Frédéric Le Marcis. C'est un risque et aussi, déjà, une réalité. D'un point de vue épidémiologique et géographique, il y a des amalgames à déconstruire : d'abord, la métropole de Wuhan n'est pas toute la Chine. Pourtant, les discours généralisant donnent l'impression que tous les Chinois sont susceptibles de transmettre le virus. C'est totalement faux, tant au regard de la répartition de l'épidémie en Chine aujourd'hui que du point de vue des modes de transmission et des outils de prévention.
Ce type de peur n'est pas nouveau et la façon dont les épidémies ont été perçues dans l'histoire révèle toujours les stéréotypes d'une époque à travers la mise à l'index de boucs émissaires. Déjà lors de l'épidémie de peste noire (1347-1352), les juifs ont été accusés de propager le mal et ont été massacrés. Lors de l'apparition du syndrome du sida, même processus. On a d'abord ciblé ce qu'on appelait les « 4 H », c'est-à-dire les Haïtiens, les homosexuels, les hémophiles et les héroïnomanes. À chaque épidémie, nos peurs contemporaines ressurgissent.
Quelles sont donc les peurs liées au coronavirus apparu en Chine ?
Cette crainte objective de l'infection au coronavirus interroge forcément les stéréotypes occidentaux sur l'Asie : crainte de la démographie chinoise, de l'emprise du sino-capitalisme sur l'économie mondiale, mais aussi mise à l'index de pratiques culinaires ou thérapeutiques.
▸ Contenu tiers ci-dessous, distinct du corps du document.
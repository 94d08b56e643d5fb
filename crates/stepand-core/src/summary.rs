//! End-of-walk results

use serde::{Deserialize, Serialize};
use std::fmt;
use std::time::Duration;

use crate::format::{format_clock, format_distance};
use crate::story::Genre;

/// Grade derived from mission completion
#[derive(Debug, Clone, Copy, PartialEq, Eq, PartialOrd, Ord, Serialize, Deserialize)]
pub enum Rank {
    S,
    A,
    B,
    C,
    D,
}

impl Rank {
    /// Rank for a completion percentage
    pub fn from_completion(percent: f64) -> Self {
        if percent >= 95.0 {
            Rank::S
        } else if percent >= 85.0 {
            Rank::A
        } else if percent >= 75.0 {
            Rank::B
        } else if percent >= 65.0 {
            Rank::C
        } else {
            Rank::D
        }
    }
}

impl fmt::Display for Rank {
    fn fmt(&self, f: &mut fmt::Formatter<'_>) -> fmt::Result {
        let s = match self {
            Rank::S => "S",
            Rank::A => "A",
            Rank::B => "B",
            Rank::C => "C",
            Rank::D => "D",
        };
        f.write_str(s)
    }
}

/// Result of a finished walk
#[derive(Debug, Clone, PartialEq, Serialize, Deserialize)]
pub struct WalkSummary {
    pub genre: Genre,
    /// Wall time from start to finish
    pub elapsed: Duration,
    /// Distance travelled between location samples
    pub distance_m: f64,
    pub missions_completed: usize,
    pub missions_total: usize,
    pub completion_percent: f64,
    pub rank: Rank,
}

impl WalkSummary {
    pub fn new(
        genre: Genre,
        elapsed: Duration,
        distance_m: f64,
        missions_completed: usize,
        missions_total: usize,
    ) -> Self {
        let completion_percent = if missions_total == 0 {
            0.0
        } else {
            missions_completed as f64 * 100.0 / missions_total as f64
        };

        Self {
            genre,
            elapsed,
            distance_m,
            missions_completed,
            missions_total,
            completion_percent,
            rank: Rank::from_completion(completion_percent),
        }
    }

    /// Whether every mission was completed
    pub fn is_complete(&self) -> bool {
        self.missions_total > 0 && self.missions_completed == self.missions_total
    }

    /// Distance in kilometres, two decimals
    pub fn distance_km(&self) -> f64 {
        (self.distance_m / 10.0).round() / 100.0
    }

    /// Message for sharing the result
    pub fn share_message(&self) -> String {
        format!(
            "Finished a {} walk with Step&!\nDistance: {}\nTime: {}\nCompletion: {:.0}%\nRank: {}\n\n#StepAnd #ARWalk #{}",
            self.genre,
            format_distance(self.distance_m),
            format_clock(self.elapsed),
            self.completion_percent,
            self.rank,
            self.genre.id()
        )
    }
}

#[cfg(test)]
mod tests {
    use super::*;

    #[test]
    fn test_rank_thresholds() {
        assert_eq!(Rank::from_completion(100.0), Rank::S);
        assert_eq!(Rank::from_completion(95.0), Rank::S);
        assert_eq!(Rank::from_completion(94.9), Rank::A);
        assert_eq!(Rank::from_completion(85.0), Rank::A);
        assert_eq!(Rank::from_completion(75.0), Rank::B);
        assert_eq!(Rank::from_completion(65.0), Rank::C);
        assert_eq!(Rank::from_completion(50.0), Rank::D);
    }

    #[test]
    fn test_summary_completion() {
        let full = WalkSummary::new(Genre::Fantasy, Duration::from_secs(600), 1234.0, 4, 4);
        assert_eq!(full.completion_percent, 100.0);
        assert_eq!(full.rank, Rank::S);
        assert!(full.is_complete());
        assert_eq!(full.distance_km(), 1.23);

        let partial = WalkSummary::new(Genre::Fantasy, Duration::from_secs(600), 10.0, 3, 4);
        assert_eq!(partial.completion_percent, 75.0);
        assert_eq!(partial.rank, Rank::B);
        assert!(!partial.is_complete());
    }

    #[test]
    fn test_summary_without_missions() {
        let empty = WalkSummary::new(Genre::Mystery, Duration::ZERO, 0.0, 0, 0);
        assert_eq!(empty.completion_percent, 0.0);
        assert_eq!(empty.rank, Rank::D);
        assert!(!empty.is_complete());
    }

    #[test]
    fn test_share_message() {
        let summary = WalkSummary::new(Genre::Horror, Duration::from_secs(125), 850.0, 4, 4);
        let msg = summary.share_message();
        assert!(msg.contains("Horror walk"));
        assert!(msg.contains("Distance: 850m"));
        assert!(msg.contains("Time: 02:05"));
        assert!(msg.contains("Rank: S"));
        assert!(msg.ends_with("#horror"));
    }
}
Dans l'imaginaire collectif, à la menace économique s'articule la menace sanitaire. Les marchés d'animaux et leurs modes d'alimentation seraient par essence responsables de la propagation de maladie. On avait déjà ce type de fantasmes autour du virus H1N1 (2009-2010).
VIDEO. Coronavirus en France : symptômes et prévention
En vous écoutant, on pense forcément à la une du Courrier picard « Alerte jaune » et à l'édito du journal titré « Le péril jaune ? » (la rédaction a présenté ses excuses le lendemain, NDLR).
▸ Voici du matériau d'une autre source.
//! Story selection and narrative progress

use serde::{Deserialize, Serialize};
use std::fmt;
use std::str::FromStr;
use std::time::Duration;

use crate::error::StepandError;

/// Story genre chosen before a walk
#[derive(Debug, Clone, Copy, PartialEq, Eq, Hash, Default, Serialize, Deserialize)]
#[serde(rename_all = "lowercase")]
pub enum Genre {
    #[default]
    Mystery,
    Fantasy,
    SciFi,
    Romance,
    Adventure,
    Horror,
}

impl Genre {
    pub const ALL: [Genre; 6] = [
        Genre::Mystery,
        Genre::Fantasy,
        Genre::SciFi,
        Genre::Romance,
        Genre::Adventure,
        Genre::Horror,
    ];

    /// Identifier used in configuration and on the command line
    pub fn id(&self) -> &'static str {
        match self {
            Genre::Mystery => "mystery",
            Genre::Fantasy => "fantasy",
            Genre::SciFi => "scifi",
            Genre::Romance => "romance",
            Genre::Adventure => "adventure",
            Genre::Horror => "horror",
        }
    }

    /// Display name
    pub fn name(&self) -> &'static str {
        match self {
            Genre::Mystery => "Mystery",
            Genre::Fantasy => "Fantasy",
            Genre::SciFi => "Sci-Fi",
            Genre::Romance => "Romance",
            Genre::Adventure => "Adventure",
            Genre::Horror => "Horror",
        }
    }
}

impl fmt::Display for Genre {
    fn fmt(&self, f: &mut fmt::Formatter<'_>) -> fmt::Result {
        f.write_str(self.name())
    }
}

impl FromStr for Genre {
    type Err = StepandError;

    fn from_str(s: &str) -> Result<Self, Self::Err> {
        let wanted = s.trim().to_ascii_lowercase();
        Genre::ALL
            .into_iter()
            .find(|g| g.id() == wanted || g.name().to_ascii_lowercase() == wanted)
            .ok_or_else(|| StepandError::InvalidConfig(format!("unknown genre: {s}")))
    }
}

/// Story difficulty
#[derive(Debug, Clone, Copy, PartialEq, Eq, Default, Serialize, Deserialize)]
#[serde(rename_all = "lowercase")]
pub enum Difficulty {
    #[default]
    Beginner,
    Intermediate,
    Advanced,
}

/// A story the user walks through
#[derive(Debug, Clone, PartialEq, Serialize, Deserialize)]
pub struct Story {
    pub title: String,
    pub genre: Genre,
    pub planned_duration: Duration,
    pub difficulty: Difficulty,
}

impl Story {
    pub fn new(title: impl Into<String>, genre: Genre, planned_duration: Duration) -> Self {
        Self {
            title: title.into(),
            genre,
            planned_duration,
            difficulty: Difficulty::default(),
        }
    }

    pub fn with_difficulty(mut self, difficulty: Difficulty) -> Self {
        self.difficulty = difficulty;
        self
    }
}

/// Narrative shown as missions are completed, one chapter per progress step
pub const STORY_CHAPTERS: [&str; 4] = [
    "You arrive in a town full of secrets. With an old map in hand, the hunt for a lost treasure begins...",
    "The wind whispers: \"The truth lies in a hidden place.\" Look for the next clue.",
    "A strange light suddenly appears before you. It seems to point the right way.",
    "The story reaches its climax. Time to solve the final riddle.",
];

/// Chapter text for the given number of completed missions
///
/// Progress counts every completion, so it reaches the chapter count after
/// the last mission; the final chapter is kept from then on.
pub fn chapter(progress: usize) -> &'static str {
    STORY_CHAPTERS[progress.min(STORY_CHAPTERS.len() - 1)]
}

#[cfg(test)]
mod tests {
    use super::*;

    #[test]
    fn test_genre_parse() {
        assert_eq!("mystery".parse::<Genre>().unwrap(), Genre::Mystery);
        assert_eq!("Sci-Fi".parse::<Genre>().unwrap(), Genre::SciFi);
        assert_eq!(" HORROR ".parse::<Genre>().unwrap(), Genre::Horror);
        assert!("western".parse::<Genre>().is_err());
    }

    #[test]
    fn test_genre_serde_uses_id() {
        let json = serde_json::to_string(&Genre::SciFi).unwrap();
        assert_eq!(json, "\"scifi\"");
        for genre in Genre::ALL {
            assert_eq!(genre.id().parse::<Genre>().unwrap(), genre);
        }
    }

    #[test]
    fn test_chapter_clamps() {
        assert_eq!(chapter(0), STORY_CHAPTERS[0]);
        assert_eq!(chapter(3), STORY_CHAPTERS[3]);
        assert_eq!(chapter(STORY_CHAPTERS.len()), STORY_CHAPTERS[3]);
        assert_eq!(chapter(10), STORY_CHAPTERS[3]);
    }
}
On est dans une logique similaire. Cette notion de « péril jaune » a été utilisée dès le XIXe siècle par les Occidentaux et traduisait la peur de leur surpassement par les populations asiatiques. Le problème, c'est qu'on oublie un peu trop vite nos propres mœurs, et le fait qu'on mange par exemple en France des escargots. Ce qui choque de l'autre côté de la Manche, par exemple. Il faut distinguer les circuits de contamination et les clichés véhiculés autour de chaque communauté.
Vous étudiez particulièrement les répercussions du virus Ebola en Afrique de l'Ouest. Les réflexes sont-ils les mêmes dans cette région ?
Tout à fait. Dans la communauté internationale, on a pointé du doigt les populations vivant en zone forestière : leur promiscuité supposée avec les animaux sauvages expliquerait l'irruption d'un virus jusqu'ici inconnu en Guinée. Au fond, l'apparition du virus est pensée par les observateurs comme un indicateur de « non-civilisation ». À l'intérieur de la Guinée, la stigmatisation reposait sur des ressorts différents. Sur place, la majorité musulmane du pays mettait en cause les populations forestières animistes car elles consommaient de la viande de singe, dont on pensait alors qu'elle était un réservoir du virus. La psychose autour d'une épidémie fait toujours son lit des peurs contemporaines.
Si psychose collective il y a, peut-elle avoir des répercussions politiques et aboutir à la prise de mauvaises décisions ?
Bien sûr. Il y a cette envie systématique de mettre les pays en quarantaine et de les isoler totalement de leurs voisins. C'est ce qui s'est passé autour de la Guinée avec Ebola. Mais même l'Organisation mondiale de la santé déconseille de le faire. En gros, il ne s'agit pas d'ignorer les risques réels de contamination, mais d'y répondre en prenant garde de ne pas renforcer les stéréotypes.